▶ _What needs to be done_:
Take each line of the records below that contains the string "impl" and copy it.

===== Extracted material =====

//! Pipeline state objects.

use std::sync::Arc;

use crate::backend::{GpuBackend, PipelineId};
use crate::error::{GraphicsError, GraphicsResult};
use crate::types::{ComparisonFunction, Format, PrimitiveTopology};

use super::{RootSignature, ShaderBytecode, ShaderStage};

/// Maximum number of simultaneously bound render targets.
pub const MAX_RENDER_TARGETS: usize = 8;

/// One element of a vertex input layout.
#[derive(Debug, Clone, PartialEq, Eq, Hash)]
pub struct InputElement {
    pub semantic_name: String,
    pub semantic_index: u32,
    pub format: Format,
    pub input_slot: u32,
    pub aligned_byte_offset: u32,
}

impl InputElement {
    /// Element in slot 0 at `offset`.
    pub fn new(semantic_name: impl Into<String>, format: Format, offset: u32) -> Self {
        Self {
            semantic_name: semantic_name.into(),
            semantic_index: 0,
            format,
            input_slot: 0,
            aligned_byte_offset: offset,
        }
    }
}

/// Face culling mode.
#[derive(Debug, Clone, Copy, PartialEq, Eq, Hash, Default)]
pub enum CullMode {
    None,
    Front,
    #[default]
    Back,
}

/// Polygon fill mode.
#[derive(Debug, Clone, Copy, PartialEq, Eq, Hash, Default)]
pub enum FillMode {
    Wireframe,
    #[default]
    Solid,
}

/// Rasterizer fixed-function state.
#[derive(Debug, Clone, Copy, PartialEq, Eq, Hash, Default)]
pub struct RasterizerState {
    pub fill_mode: FillMode,
    pub cull_mode: CullMode,
    pub front_counter_clockwise: bool,
}

/// Blend fixed-function state. Alpha blending when enabled.
#[derive(Debug, Clone, Copy, PartialEq, Eq, Hash, Default)]
pub struct BlendState {
    pub alpha_blend: bool,
}

/// Depth test fixed-function state.
#[derive(Debug, Clone, Copy, PartialEq, Eq, Hash)]
pub struct DepthStencilState {
    pub depth_test: bool,
    pub depth_write: bool,
    pub depth_function: ComparisonFunction,
}

impl Default for DepthStencilState {
    fn default() -> Self {
        Self {
            depth_test: true,
            depth_write: true,
            depth_function: ComparisonFunction::Less,
        }
    }
}

impl DepthStencilState {
    /// Depth testing and writes disabled.
    pub fn disabled() -> Self {
        Self {
            depth_test: false,
            depth_write: false,
            depth_function: ComparisonFunction::Always,
        }
    }
}

/// Descriptor for creating a graphics pipeline.
#[derive(Debug, Clone, PartialEq)]
pub struct GraphicsPipelineDescriptor {
    pub label: Option<String>,
    pub vertex_shader: ShaderBytecode,
    pub pixel_shader: Option<ShaderBytecode>,
    pub input_layout: Vec<InputElement>,
    pub topology: PrimitiveTopology,
    pub rasterizer: RasterizerState,
    pub blend: BlendState,
    pub depth_stencil: DepthStencilState,
    pub render_target_formats: Vec<Format>,
    pub depth_stencil_format: Option<Format>,
    pub sample_count: u32,
}

impl GraphicsPipelineDescriptor {
    /// Pipeline rendering to one target of `format`, without depth.
    pub fn new(vertex_shader: ShaderBytecode, pixel_shader: ShaderBytecode, format: Format) -> Self {
        Self {
            label: None,
            vertex_shader,
            pixel_shader: Some(pixel_shader),
            input_layout: Vec::new(),
            topology: PrimitiveTopology::TriangleList,
            rasterizer: RasterizerState::default(),
            blend: BlendState::default(),
            depth_stencil: DepthStencilState::disabled(),
            render_target_formats: vec![format],
            depth_stencil_format: None,
            sample_count: 1,
        }
    }

    /// Set the debug label.
    pub fn with_label(mut self, label: impl Into<String>) -> Self {
        self.label = Some(label.into());
        self
    }

    /// Set the vertex input layout.
    pub fn with_input_layout(mut self, layout: Vec<InputElement>) -> Self {
        self.input_layout = layout;
        self
    }

    /// Enable depth testing against `format`.
    pub fn with_depth(mut self, format: Format, state: DepthStencilState) -> Self {
        self.depth_stencil_format = Some(format);
        self.depth_stencil = state;
        self
    }

    /// Set the rasterizer state.
    pub fn with_rasterizer(mut self, rasterizer: RasterizerState) -> Self {
        self.rasterizer = rasterizer;
        self
    }

    /// Set the blend state.
    pub fn with_blend(mut self, blend: BlendState) -> Self {
        self.blend = blend;
        self
    }

    /// Check the state combination.
    pub fn validate(&self) -> GraphicsResult<()> {
        if self.vertex_shader.stage() != ShaderStage::Vertex || self.vertex_shader.is_empty() {
            return Err(GraphicsError::InvalidParameter(
                "graphics pipeline needs vertex shader bytecode".into(),
            ));
        }
        if let Some(ps) = &self.pixel_shader
            && (ps.stage() != ShaderStage::Pixel || ps.is_empty())
        {
            return Err(GraphicsError::InvalidParameter(
                "pixel shader slot holds non-pixel bytecode".into(),
            ));
        }
        if self.render_target_formats.len() > MAX_RENDER_TARGETS {
            return Err(GraphicsError::out_of_range(
                "render target count",
                self.render_target_formats.len() as u64,
                0,
                MAX_RENDER_TARGETS as u64,
            ));
        }
        if let Some(format) = self
            .render_target_formats
            .iter()
            .find(|f| f.is_depth() || **f == Format::Unknown)
        {
            return Err(GraphicsError::InvalidParameter(format!(
                "{format:?} is not a render target format"
            )));
        }
        if let Some(format) = self.depth_stencil_format
            && !format.is_depth()
        {
            return Err(GraphicsError::InvalidParameter(format!(
                "{format:?} is not a depth format"
            )));
        }
        if self.sample_count == 0 || !self.sample_count.is_power_of_two() {
            return Err(GraphicsError::InvalidParameter(format!(
                "invalid sample count {}",
                self.sample_count
            )));
        }
        Ok(())
    }
}

/// Descriptor for creating a compute pipeline.
#[derive(Debug, Clone, PartialEq)]
pub struct ComputePipelineDescriptor {
    pub label: Option<String>,
    pub compute_shader: ShaderBytecode,
}

impl ComputePipelineDescriptor {
    /// Create a compute pipeline descriptor.
    pub fn new(compute_shader: ShaderBytecode) -> Self {
        Self {
            label: None,
            compute_shader,
        }
    }

    /// Set the debug label.
    pub fn with_label(mut self, label: impl Into<String>) -> Self {
        self.label = Some(label.into());
        self
    }

    /// Check the shader stage.
    pub fn validate(&self) -> GraphicsResult<()> {
        if self.compute_shader.stage() != ShaderStage::Compute || self.compute_shader.is_empty() {
            return Err(GraphicsError::InvalidParameter(
                "compute pipeline needs compute shader bytecode".into(),
            ));
        }
        Ok(())
    }
}

/// Whether a pipeline drives the rasterizer or dispatches.
#[derive(Debug, Clone, Copy, PartialEq, Eq, Hash)]
pub enum PipelineKind {
    Graphics,
    Compute,
}

/// Immutable compiled pipeline, shared by many command lists.
pub struct PipelineState {
    backend: Arc<dyn GpuBackend>,
    id: PipelineId,
    kind: PipelineKind,
    root_signature: Arc<RootSignature>,
    label: Option<String>,
}

impl PipelineState {
    pub(crate) fn new_graphics(
        backend: Arc<dyn GpuBackend>,
        root_signature: Arc<RootSignature>,
        descriptor: &GraphicsPipelineDescriptor,
    ) -> GraphicsResult<Self> {
        descriptor.validate()?;
        let id = backend.create_graphics_pipeline(descriptor, root_signature.native_id())?;
        log::debug!(
            "Created graphics pipeline {}",
            descriptor.label.as_deref().unwrap_or("(unnamed)")
        );
        Ok(Self {
            backend,
            id,
            kind: PipelineKind::Graphics,
            root_signature,
            label: descriptor.label.clone(),
        })
    }

    pub(crate) fn new_compute(
        backend: Arc<dyn GpuBackend>,
        root_signature: Arc<RootSignature>,
        descriptor: &ComputePipelineDescriptor,
    ) -> GraphicsResult<Self> {
        descriptor.validate()?;
        let id = backend.create_compute_pipeline(descriptor, root_signature.native_id())?;
        log::debug!(
            "Created compute pipeline {}",
            descriptor.label.as_deref().unwrap_or("(unnamed)")
        );
        Ok(Self {
            backend,
            id,
            kind: PipelineKind::Compute,
            root_signature,
            label: descriptor.label.clone(),
        })
    }

    /// Get the native id.
    pub fn native_id(&self) -> PipelineId {
        self.id
    }

    /// Graphics or compute.
    pub fn kind(&self) -> PipelineKind {
        self.kind
    }

    /// Root signature the pipeline was compiled against.
    pub fn root_signature(&self) -> &Arc<RootSignature> {
        &self.root_signature
    }

    /// Get the debug label.
    pub fn label(&self) -> Option<&str> {
        self.label.as_deref()
    }
}

impl Drop for PipelineState {
    fn drop(&mut self) {
        self.backend.destroy_pipeline(self.id);
    }
}

impl std::fmt::Debug for PipelineState {
    fn fmt(&self, f: &mut std::fmt::Formatter<'_>) -> std::fmt::Result {
        f.debug_struct("PipelineState")
            .field("id", &self.id)
            .field("kind", &self.kind)
            .field("label", &self.label)
            .finish()
    }
}

#[cfg(test)]
mod tests {
    use super::*;

    fn shaders() -> (ShaderBytecode, ShaderBytecode) {
        (
            ShaderBytecode::new(ShaderStage::Vertex, vec![1u8, 2, 3], "VSMain"),
            ShaderBytecode::new(ShaderStage::Pixel, vec![4u8, 5, 6], "PSMain"),
        )
    }

    #[test]
    fn test_graphics_descriptor_validation() {
        let (vs, ps) = shaders();
        let desc = GraphicsPipelineDescriptor::new(vs.clone(), ps.clone(), Format::R8G8B8A8Unorm);
        assert!(desc.validate().is_ok());

        let swapped = GraphicsPipelineDescriptor::new(ps, vs, Format::R8G8B8A8Unorm);
        assert!(swapped.validate().is_err());
    }

    #[test]
    fn test_depth_format_checks() {
        let (vs, ps) = shaders();
        let bad_rt = GraphicsPipelineDescriptor::new(vs.clone(), ps.clone(), Format::D32Float);
        assert!(bad_rt.validate().is_err());

        let bad_depth = GraphicsPipelineDescriptor::new(vs, ps, Format::R8G8B8A8Unorm)
            .with_depth(Format::R32Float, DepthStencilState::default());
        assert!(bad_depth.validate().is_err());
    }

    #[test]
    fn test_compute_descriptor_validation() {
        let cs = ShaderBytecode::new(ShaderStage::Compute, vec![0u8; 4], "CSMain");
        assert!(ComputePipelineDescriptor::new(cs).validate().is_ok());
        let vs = ShaderBytecode::new(ShaderStage::Vertex, vec![0u8; 4], "VSMain");
        assert!(ComputePipelineDescriptor::new(vs).validate().is_err());
    }
}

=====

▶ _Written response_:
impl InputElement {
    pub fn new(semantic_name: impl Into<String>, format: Format, offset: u32) -> Self {
impl Default for DepthStencilState {
impl DepthStencilState {
impl GraphicsPipelineDescriptor {
    pub fn with_label(mut self, label: impl Into<String>) -> Self {
impl ComputePipelineDescriptor {
    pub fn with_label(mut self, label: impl Into<String>) -> Self {
impl PipelineState {
impl Drop for PipelineState {
impl std::fmt::Debug for PipelineState {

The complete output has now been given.